**DATASET ENTRIES:**
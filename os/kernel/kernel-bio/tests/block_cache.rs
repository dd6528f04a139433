use kernel_bio::{BSIZE, BioConfig, BioError, BlockCache, RamDisk};
use std::sync::atomic::{AtomicUsize, Ordering};
use std::sync::{Arc, Barrier};
use std::thread;

const DEV: u32 = 1;

fn cache(nbuf: usize, nbucket: usize) -> BlockCache<RamDisk> {
    let _ = env_logger::builder().is_test(true).try_init();
    BlockCache::new(RamDisk::new(), BioConfig { nbuf, nbucket })
}

#[test]
fn read_transfers_once() {
    let cache = cache(4, 3);
    let mut block = [0u8; BSIZE];
    block[..4].copy_from_slice(b"disk");
    cache.device().preload(DEV, 7, &block);

    let b = cache.read(DEV, 7).unwrap();
    assert!(b.is_valid());
    assert_eq!(&b.data()[..4], b"disk");
    cache.release(b);

    let b = cache.read(DEV, 7).unwrap();
    assert_eq!(&b.data()[..4], b"disk");
    drop(b);

    assert_eq!(cache.device().reads(), 1);
    let stats = cache.stats();
    assert_eq!((stats.hits, stats.misses), (1, 1));
}

#[test]
fn get_does_not_read() {
    let cache = cache(2, 1);
    let b = cache.get(DEV, 3).unwrap();
    assert!(!b.is_valid());
    assert_eq!((b.dev(), b.blockno()), (DEV, 3));
    drop(b);
    assert_eq!(cache.device().reads(), 0);
}

#[test]
fn written_block_survives_eviction() {
    let cache = cache(2, 3);

    let mut b = cache.read(DEV, 5).unwrap();
    b.data_mut()[..3].copy_from_slice(b"abc");
    cache.write(&b);
    cache.release(b);
    assert_eq!(cache.device().writes(), 1);

    for blockno in 6..9 {
        drop(cache.read(DEV, blockno).unwrap());
    }
    assert_eq!(cache.copies(DEV, 5), 0, "block 5 should have been recycled");

    let reads = cache.device().reads();
    let b = cache.read(DEV, 5).unwrap();
    assert_eq!(&b.data()[..3], b"abc");
    assert_eq!(cache.device().reads(), reads + 1);
}

#[test]
fn clock_spares_recent_buffers_once() {
    let cache = cache(3, 2);
    for blockno in 1..=3 {
        drop(cache.read(DEV, blockno).unwrap());
    }

    // All three are idle with the clock bit set; the scan clears all bits,
    // wraps around and takes the first one.
    drop(cache.read(DEV, 4).unwrap());
    assert_eq!(cache.copies(DEV, 1), 0);
    assert_eq!(cache.copies(DEV, 2), 1);
    assert_eq!(cache.copies(DEV, 3), 1);

    // The hand now sits past the victim, on block 2.
    drop(cache.read(DEV, 5).unwrap());
    assert_eq!(cache.copies(DEV, 2), 0);
    assert_eq!(cache.copies(DEV, 3), 1);
}

#[test]
fn pin_keeps_buffer_resident() {
    let cache = cache(2, 2);

    let b = cache.read(DEV, 1).unwrap();
    assert_eq!(cache.ref_count(DEV, 1), Some(1));
    let pin = cache.pin(&b);
    assert_eq!(cache.ref_count(DEV, 1), Some(2));
    cache.release(b);
    assert_eq!(cache.ref_count(DEV, 1), Some(1));

    for blockno in 2..12 {
        drop(cache.read(DEV, blockno).unwrap());
        assert_eq!(cache.ref_count(DEV, 1), Some(1));
    }
    assert_eq!(cache.copies(DEV, 1), 1);

    assert_eq!((pin.dev(), pin.blockno()), (DEV, 1));
    cache.unpin(pin);
    assert_eq!(cache.ref_count(DEV, 1), Some(0));
}

#[test]
fn dropped_guard_unlocks_before_unreferencing() {
    let cache = cache(1, 1);
    let b = cache.read(DEV, 9).unwrap();
    let pin = cache.pin(&b);
    drop(b);
    assert_eq!(cache.ref_count(DEV, 9), Some(1));

    // still referenced by the pin, but no longer locked
    let again = thread::scope(|s| s.spawn(|| cache.get(DEV, 9).map(|b| b.is_valid())).join());
    assert_eq!(again.unwrap(), Ok(true));
    assert_eq!(cache.ref_count(DEV, 9), Some(1));

    drop(pin);
    assert_eq!(cache.ref_count(DEV, 9), Some(0));
    assert!(cache.get(DEV, 10).is_ok());
}

#[test]
fn fully_referenced_cache_reports_no_buffers() {
    let cache = cache(2, 2);
    let a = cache.read(DEV, 1).unwrap();
    let b = cache.read(DEV, 2).unwrap();

    assert_eq!(cache.get(DEV, 3).unwrap_err(), BioError::NoBuffers { nbuf: 2 });
    assert_eq!(cache.stats().exhausted, 1);

    // a hit still works while everything is referenced
    let pin = cache.pin(&b);
    drop(b);
    let b = cache.read(DEV, 2).unwrap();
    assert_eq!(cache.ref_count(DEV, 2), Some(2));
    drop(pin);

    drop(a);
    let c = cache.get(DEV, 3).unwrap();
    assert_eq!(c.blockno(), 3);
    assert_eq!(cache.copies(DEV, 1), 0);
    drop((b, c));

    let rows = cache.dump();
    assert_eq!(rows.len(), 2);
    assert!(rows.iter().all(|r| r.refcnt == 0));
}

#[test]
#[should_panic(expected = "reserved")]
fn reserved_device_id_panics() {
    let cache = cache(2, 2);
    let _ = cache.get(kernel_bio::NO_DEVICE, 0);
}

/// Eight buffers, seven of them pinned: ten contexts share the eighth.
#[test]
fn single_free_buffer_serves_many_contexts() {
    let cache = Arc::new(BlockCache::new(
        RamDisk::new(),
        BioConfig {
            nbuf: 8,
            nbucket: 5,
        },
    ));

    let pins: Vec<_> = (0..7)
        .map(|blockno| {
            let b = cache.read(DEV, blockno).unwrap();
            let pin = cache.pin(&b);
            cache.release(b);
            pin
        })
        .collect();

    let contexts = 10;
    let start = Arc::new(Barrier::new(contexts));
    let done = Arc::new(AtomicUsize::new(0));
    let handles: Vec<_> = (0..contexts)
        .map(|n| {
            let cache = Arc::clone(&cache);
            let start = Arc::clone(&start);
            let done = Arc::clone(&done);
            let blockno = 100 + u32::try_from(n).unwrap();
            thread::spawn(move || {
                start.wait();
                let mut b = loop {
                    match cache.read(DEV, blockno) {
                        Ok(b) => break b,
                        Err(BioError::NoBuffers { .. }) => thread::yield_now(),
                    }
                };
                assert_eq!(b.blockno(), blockno);
                assert_eq!(cache.copies(DEV, blockno), 1);
                b.data_mut()[0] = 0xEE;
                cache.write(&b);
                cache.release(b);
                done.fetch_add(1, Ordering::SeqCst);
            })
        })
        .collect();

    for h in handles {
        h.join().unwrap();
    }
    assert_eq!(done.load(Ordering::SeqCst), contexts);
    for n in 0..10 {
        assert_eq!(cache.device().block(DEV, 100 + n)[0], 0xEE);
    }
    for blockno in 0..7 {
        assert_eq!(cache.ref_count(DEV, blockno), Some(1));
    }
    drop(pins);
    assert!(cache.dump().iter().all(|r| r.refcnt == 0));
}

#[test]
fn concurrent_first_access_yields_one_copy() {
    let threads = 8;
    let iters = 200;
    let cache = Arc::new(BlockCache::new(
        RamDisk::new(),
        BioConfig {
            nbuf: 10,
            nbucket: 3,
        },
    ));
    let start = Arc::new(Barrier::new(threads));

    let handles: Vec<_> = (0..threads)
        .map(|n| {
            let cache = Arc::clone(&cache);
            let start = Arc::clone(&start);
            let churn = 10 + u32::try_from(n % 4).unwrap();
            thread::spawn(move || {
                start.wait();
                for _ in 0..iters {
                    let mut b = cache.read(DEV, 3).unwrap();
                    assert_eq!(cache.copies(DEV, 3), 1);
                    let count = u32::from_le_bytes(b.data()[..4].try_into().unwrap());
                    b.data_mut()[..4].copy_from_slice(&(count + 1).to_le_bytes());
                    cache.write(&b);
                    drop(b);

                    drop(cache.read(DEV, churn).unwrap());
                }
            })
        })
        .collect();

    for h in handles {
        h.join().unwrap();
    }

    assert_eq!(cache.copies(DEV, 3), 1);
    let b = cache.read(DEV, 3).unwrap();
    let count = u32::from_le_bytes(b.data()[..4].try_into().unwrap());
    assert_eq!(count, u32::try_from(threads * iters).unwrap());
    drop(b);
    assert!(cache.dump().iter().all(|r| r.refcnt == 0));
}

**EXERCISE OBJECTIVE:** Lines in the records above that carry the word "nbuf" are to be located and copied.

**ANSWER TO THIS PROBLEM:**
fn cache(nbuf: usize, nbucket: usize) -> BlockCache<RamDisk> {
    BlockCache::new(RamDisk::new(), BioConfig { nbuf, nbucket })
    assert_eq!(cache.get(DEV, 3).unwrap_err(), BioError::NoBuffers { nbuf: 2 });
            nbuf: 8,
            nbuf: 10,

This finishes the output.